The DSU ingestion script executes these steps:

Step 1. Create logger

First of the steps would be to create a logger in order to get the telemetry information from custom events or Azure logs through Azure Event Handler or Azure Log Handler. In this step, error notifications are sent to the Notifications table and Sidra web.

This way, the tracing information related to the ingestion is guaranteed as well as possible messages regarding the process.

Step 2. Process input parameters

The script receives some input parameters calling the Utils script methods in order to identify the correct file to ingest:

  • Asset id as the Asset identifier.
  • Asset uri, which is the path to the file location in Azure Storage.
  • AssetIsFullExtract, by default is false, when true, an Entity defined with incremental load requires to do a full load.

The TabularIngestion.py script, executing the methods of the TabularIngestionService.py notebook, gets the whole information regarding that Asset, creating the whole activity to optimize the data for the ingestion in the data lake.

Step 3. Register Asset

The information regarding if an Asset has been registered as part of a calling pipeline (e.g. RegisterAsset) or not, is in the parameters. If not, the Asset is registered as part of the notebook execution.

Step 4. Set the metadata information

In this step the information regarding the metadata got from the Sidra's API is registered.

Step 5. Load file into a DataFrame

File reading options (e.g. for CSV files) are configured per Entity. It can be check in its documentation page. The Entity fields SerdeProperties, header and FieldDelimiter in the JSON field additionalProperties.readerOptions, are used to set the options for the ReaderService script and thus, loading the file into a correct DataFrame structure.

Step 6. Truncate old partition from same file

The partition in the Entity's table and in the Validation Error table is dropped if the consolidation mode corresponds to the snapshot mode.

Step 7. Create the Staging Tables

Before inserting the data from the file in the table created by the CreateTables.py script, the data is inserted into this temporary table named Staging Table.

During this step, the necessary fields to create the Staging Table are retrieved and inserted thanks to the table and validations staging query.

Step 8. Configure query optimization

Some parameters to optimize the query are setup during this step, for example:

spark.sql('SET hive.exec.dynamic.partition = true')
spark.sql('SET hive.exec.dynamic.partition.mode = nonstrict')
spark.sql('SET hive.optimize.sort.dynamic.partition = false')

Step 9. Create table and validations staging query

A SparkSQL query generated to copy the data to the Staging table is executed.

When the file is read the data is stored in the Staging Table and, after that, the temporary view is created to store the data that will be used to insert into the final table for the Entity and the validation errors table.

At the same time as the SparkSQL query copies the data to the staging table, it performs additional validations.

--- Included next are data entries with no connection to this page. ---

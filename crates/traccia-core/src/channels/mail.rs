use lettre::message::header::ContentType;
use lettre::message::Mailbox;
use lettre::transport::smtp::authentication::Credentials;
use lettre::{AsyncSmtpTransport, AsyncTransport, Message, Tokio1Executor};
use tracing::debug;

use crate::config::SmtpConfig;
use crate::error::{Result, TracciaError};

/// SMTP sender. One message per call, addressed to every recipient.
#[derive(Debug, Clone)]
pub struct MailChannel {
    settings: SmtpConfig,
}

impl MailChannel {
    pub fn new(settings: SmtpConfig) -> Self {
        Self { settings }
    }

    pub fn is_configured(&self) -> bool {
        self.settings.is_configured()
    }

    /// Send `subject`/`body` to `recipients`. Returns `Ok(())` without
    /// contacting anything when the channel is unconfigured or there is
    /// nobody to notify.
    pub async fn send(&self, recipients: &[String], subject: &str, body: &str) -> Result<()> {
        if recipients.is_empty() || !self.is_configured() {
            debug!(
                recipients = recipients.len(),
                configured = self.is_configured(),
                "mail channel skipped"
            );
            return Ok(());
        }

        let message = self.build_message(recipients, subject, body)?;
        let transport = self.transport()?;
        transport
            .send(message)
            .await
            .map_err(|e| TracciaError::Mail(format!("failed to send: {e}")))?;
        Ok(())
    }

    fn build_message(&self, recipients: &[String], subject: &str, body: &str) -> Result<Message> {
        let from: Mailbox = self
            .settings
            .from
            .trim()
            .parse()
            .map_err(|e| TracciaError::Mail(format!("invalid from address: {e}")))?;

        let mut builder = Message::builder()
            .from(from)
            .subject(subject)
            .header(ContentType::TEXT_PLAIN);
        for to in recipients {
            let mailbox: Mailbox = to
                .parse()
                .map_err(|e| TracciaError::Mail(format!("invalid recipient '{to}': {e}")))?;
            builder = builder.to(mailbox);
        }
        builder
            .body(body.to_string())
            .map_err(|e| TracciaError::Mail(format!("failed to build message: {e}")))
    }

    fn transport(&self) -> Result<AsyncSmtpTransport<Tokio1Executor>> {
        let host = self.settings.host.trim();
        let mut builder = if self.settings.tls {
            AsyncSmtpTransport::<Tokio1Executor>::starttls_relay(host)
                .map_err(|e| TracciaError::Mail(format!("failed to create SMTP transport: {e}")))?
        } else {
            AsyncSmtpTransport::<Tokio1Executor>::builder_dangerous(host)
        }
        .port(self.settings.port)
        .timeout(Some(self.settings.timeout()));

        if !self.settings.username.is_empty() {
            builder = builder.credentials(Credentials::new(
                self.settings.username.clone(),
                self.settings.password.clone(),
            ));
        }
        Ok(builder.build())
    }
}

#[cfg(test)]
mod tests {
    use super::*;

    fn configured() -> SmtpConfig {
        SmtpConfig {
            host: "127.0.0.1".to_string(),
            port: 1,
            from: "Traccia <alerts@acme.it>".to_string(),
            tls: false,
            timeout_secs: 1,
            ..SmtpConfig::default()
        }
    }

    #[tokio::test]
    async fn unconfigured_channel_is_a_noop() {
        let channel = MailChannel::new(SmtpConfig::default());
        assert!(!channel.is_configured());
        channel
            .send(&["a@acme.it".to_string()], "subject", "body")
            .await
            .unwrap();
    }

    #[tokio::test]
    async fn empty_recipients_is_a_noop() {
        let channel = MailChannel::new(configured());
        channel.send(&[], "subject", "body").await.unwrap();
    }

    #[test]
    fn message_addresses_every_recipient() {
        let channel = MailChannel::new(configured());
        let message = channel
            .build_message(
                &["a@acme.it".to_string(), "b@acme.it".to_string()],
                "[Formazione] Carrellista - Mario Rossi",
                "body",
            )
            .unwrap();
        let to: Vec<String> = message
            .envelope()
            .to()
            .iter()
            .map(ToString::to_string)
            .collect();
        assert_eq!(to, vec!["a@acme.it", "b@acme.it"]);
    }

    #[test]
    fn bad_recipient_is_an_error() {
        let channel = MailChannel::new(configured());
        let err = channel
            .build_message(&["not an address".to_string()], "s", "b")
            .unwrap_err();
        assert!(matches!(err, TracciaError::Mail(_)));
    }

    #[tokio::test]
    async fn connection_failure_propagates() {
        let channel = MailChannel::new(configured());
        let err = channel
            .send(&["a@acme.it".to_string()], "subject", "body")
            .await
            .unwrap_err();
        assert!(matches!(err, TracciaError::Mail(_)));
    }
}
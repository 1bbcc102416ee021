use crate::output::{print_json, print_table, yes_no};
use anyhow::Context;
use clap::Subcommand;
use std::path::Path;
use traccia_core::thresholds::{format_thresholds, parse_thresholds};
use traccia_core::types::AlertRule;

use super::{load_config, open_store};

#[derive(Subcommand)]
pub enum RulesSubcommand {
    /// List stored alert rules
    List,

    /// Create or replace the rule for a category (or the global rule)
    Set {
        /// Certification category; omit for the global rule
        #[arg(long)]
        category: Option<String>,
        /// Comma-separated day thresholds, e.g. 90,60,30
        #[arg(long)]
        thresholds: String,
        #[arg(long, default_value_t = true, action = clap::ArgAction::Set)]
        email: bool,
        #[arg(long, default_value_t = false, action = clap::ArgAction::Set)]
        webhook: bool,
        /// Comma-separated extra recipients
        #[arg(long, default_value = "")]
        recipients: String,
    },
}

pub fn run(config_path: &Path, subcmd: RulesSubcommand, json: bool) -> anyhow::Result<()> {
    match subcmd {
        RulesSubcommand::List => list(config_path, json),
        RulesSubcommand::Set {
            category,
            thresholds,
            email,
            webhook,
            recipients,
        } => {
            let rule = AlertRule {
                cert_type: category.filter(|c| !c.trim().is_empty()),
                thresholds_csv: thresholds,
                email_enabled: email,
                webhook_enabled: webhook,
                recipient_emails: recipients,
            };
            set(config_path, rule, json)
        }
    }
}

fn list(config_path: &Path, json: bool) -> anyhow::Result<()> {
    let store = open_store(&load_config(config_path)?)?;
    let rules = store.alert_rules().context("failed to read alert rules")?;

    if json {
        return print_json(&rules);
    }
    if rules.is_empty() {
        println!("No alert rules. Built-in defaults apply.");
        return Ok(());
    }

    let rows: Vec<Vec<String>> = rules
        .iter()
        .map(|r| {
            vec![
                r.cert_type.clone().unwrap_or_else(|| "(global)".to_string()),
                format_thresholds(&parse_thresholds(&r.thresholds_csv)),
                yes_no(r.email_enabled).to_string(),
                yes_no(r.webhook_enabled).to_string(),
                r.recipient_emails.clone(),
            ]
        })
        .collect();
    print_table(
        &["CATEGORY", "THRESHOLDS", "EMAIL", "WEBHOOK", "RECIPIENTS"],
        &rows,
    );
    Ok(())
}

fn set(config_path: &Path, rule: AlertRule, json: bool) -> anyhow::Result<()> {
    if parse_thresholds(&rule.thresholds_csv).is_empty() {
        anyhow::bail!(
            "no valid thresholds in '{}'; expected comma-separated day counts",
            rule.thresholds_csv
        );
    }

    let store = open_store(&load_config(config_path)?)?;
    store.upsert_rule(&rule).context("failed to save alert rule")?;

    if json {
        print_json(&rule)?;
    } else {
        let scope = rule.cert_type.as_deref().unwrap_or("global");
        println!(
            "Saved {scope} rule: thresholds {}",
            format_thresholds(&parse_thresholds(&rule.thresholds_csv))
        );
    }
    Ok(())
}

See below on step 11 for validation errors calculation.

Step 10. Set options for Consolidation mode

A condition of Consolidation Mode is applied depending on if the tables already exist or not.

Step 11. Insert into validation errors table

The Validation Errors table is filled with data from the Staging table. In this case, only the rows which have errors are inserted. The Validation Errors calculation logic calculates when there is any validation error in each of the records of the tables to ingest. The validations are performed against constraint violations of the Attributes metadata.

The mode of data consolidation in Databricks can be configured in the AdditionalProperties column of the Entity table. Inside this JSON, there is a field called consolidationMode. The possible values are: Merge or Snapshot. Depending on this value and also whether the tables already exist of not, the DSU ingestion script will customize the statement to insert/update the data in the DSU tables.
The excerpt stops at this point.